Le Chien

Camille Agard

Elle est l'inverse d'un chien. Alors, je l'appelle le Chien.

Elle est l'inverse d'un chien. Alors je l'appelle le chien.
Indomptable.
D'un coup elle s'en va, et vous laisse là avec la poésie qu'elle vous vendait l'instant d'avant.
Et d'un coup je me souviens d'elle. Elle a cette coccinelle sur la joue qui a fait son nid à la bonne place. Des grands morceaux de velours au dessus de ses yeux. Une bouche qui rigole et qui crie après une heure de silence.

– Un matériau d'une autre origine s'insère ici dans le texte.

//! Wide sheet loading.
//!
//! A wide sheet has a label column, a sub-label column and one column per
//! raw period label. Lines above the header line are titles and are skipped.

use std::path::Path;

use panel_model::{Cell, SheetRow, WideSheet};

use crate::error::{IngestError, Result};
use crate::reader::read_records;

/// Columns preceding the period columns: label and sub-label.
const LABEL_COLUMNS: usize = 2;

/// Reads a CSV export of a wide sheet whose period header is on `header_line`.
pub fn read_wide_sheet(path: &Path, header_line: usize) -> Result<WideSheet> {
    let records = read_records(path)?;
    if records.len() <= header_line {
        return Err(IngestError::TooShort {
            path: path.to_path_buf(),
            found: records.len(),
            required: header_line + 1,
        });
    }

    let mut records = records.into_iter().skip(header_line);
    let header = records.next().unwrap_or_default();
    let period_headers: Vec<Cell> = header
        .iter()
        .skip(LABEL_COLUMNS)
        .map(|field| Cell::from_text(field))
        .collect();

    let rows: Vec<SheetRow> = records
        .filter(|row| row.iter().any(|field| !field.is_empty()))
        .map(|row| sheet_row(&row))
        .collect();

    tracing::debug!(
        path = %path.display(),
        periods = period_headers.len(),
        rows = rows.len(),
        "Read wide sheet"
    );

    Ok(WideSheet::new(period_headers, rows))
}

fn sheet_row(fields: &[String]) -> SheetRow {
    SheetRow {
        label: fields.first().cloned().unwrap_or_default(),
        sublabel: fields.get(1).cloned().unwrap_or_default(),
        values: fields
            .iter()
            .skip(LABEL_COLUMNS)
            .map(|field| Cell::from_text(field))
            .collect(),
    }
}

#[cfg(test)]
mod tests {
    use super::*;
    use std::io::Write;
    use tempfile::NamedTempFile;

    #[test]
    fn test_read_wide_sheet_skips_title_lines() {
        let mut file = NamedTempFile::new().unwrap();
        write!(
            file,
            "银行结售汇数据时间序列\n\
             单位：亿元人民币\n\
             ,,,\n\
             项目,,45291,45322\n\
             一、结汇,,\"1,000\",1100\n\
             四、远期结售汇签约额,结汇,10,11\n"
        )
        .unwrap();
        let sheet = read_wide_sheet(file.path(), 3).unwrap();
        assert_eq!(sheet.period_headers.len(), 2);
        assert_eq!(sheet.rows.len(), 2);
        assert_eq!(sheet.rows[0].label, "一、结汇");
        assert_eq!(sheet.rows[1].sublabel, "结汇");
        assert_eq!(sheet.rows[0].value(0), &Cell::Text("1,000".to_string()));
    }
}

Des cheveux en laine bouillie profonde qui viennent asseoir chacun de ses caractères; La coccinelle, les sourcils, la bouche.

Elle doit longtemps réfléchir à ce qu'elle met sur ses épaules, parce qu'elle ne porte comme personne ce n'importe quoi magnifique : rouge, brillant et velouté.
Elle tisse un monde compliqué et simple qu'elle range dans une petite boîte en métal. Si on approche sa main pour l'ouvrir, elle claque vos doigts en rigolant. On rigole aussi d'un air gêné, déçu de ne pas connaître l'histoire.

Soudain, elle est triste et dépassée et je pleure. J'ai envie d'aller dans ma boîte à moi et qu'elle redevienne un chien excité. Je ne sais pas pourquoi certaines âmes des fois me remuent le cœur. Je n'ai rien demandé. Je ne connais même pas ce chien-là.
Je n'ai pas séché mes larmes, qu'elle se pose déjà sur mon épaule, en caniche léger. Elle glousse comme un enfant parce que la vie est drôle. La vie est hyper drôle. De toutes façons, son gloussement est communicatif, alors je glousse aussi.

Comme son histoire n'appartient qu'à elle, elle en invente pleins d'autres. Ça parle de civilisations amoureuses, régies par des codes aussi absurdes que les nôtres. Elle trace des carrés mous pour les ranger dedans. Elle doivent s'y sentir bien : je voudrais vivre dans un carré mou du chien, moi aussi.
Je voudrais qu'elle me mange crue, qu'elle trempe mes bras dans du miel pimenté si elle veut, et qu'ainsi j'aille dans sa boîte en métal. Je rirai dedans pour voir s'il y a de l'écho. Je rencontrerai ses peuples rêvés et je leur ferai savoir qu'ils ont de la chance d'avoir une reine comme le chien.

Le chien réfléchit trop et elle a du mal à aboutir des constructions, parce qu'elle les voudrait toujours idéales. Quand elle s'en rend compte, elle se montre du doigt et dit «je suis vraiment trop con». J'adore quand les gens ne comprennent pas leur propre comportement, alors ce passage me fait toujours rire. Après, par réaction, elle se rend efficace pour toutes les choses qui me paraissent si difficiles à faire. Organiser les troupeaux, leur donner des indications, les sauver.

Le chien une fois m'a tiré par les seins pour m'écarter d'une voiture qui reculait sur mes pieds. Ce qui m'a plu dans ce geste, c'est qu'il semblait commandé par quelque chose au dessus d'elle. Arrache-lui la poitrine s'il faut, mais sauve-la. Je me foutais éperdument de mes pieds, et je me suis vue ramenée vers une petite réalité qui m'a fait rire.
Elle a cette franchise qui ne me vexe jamais, qui me rend même gratifiante.

J'espère qu'elle continuera toujours à me dire Tagueuletudessinescommeunchien.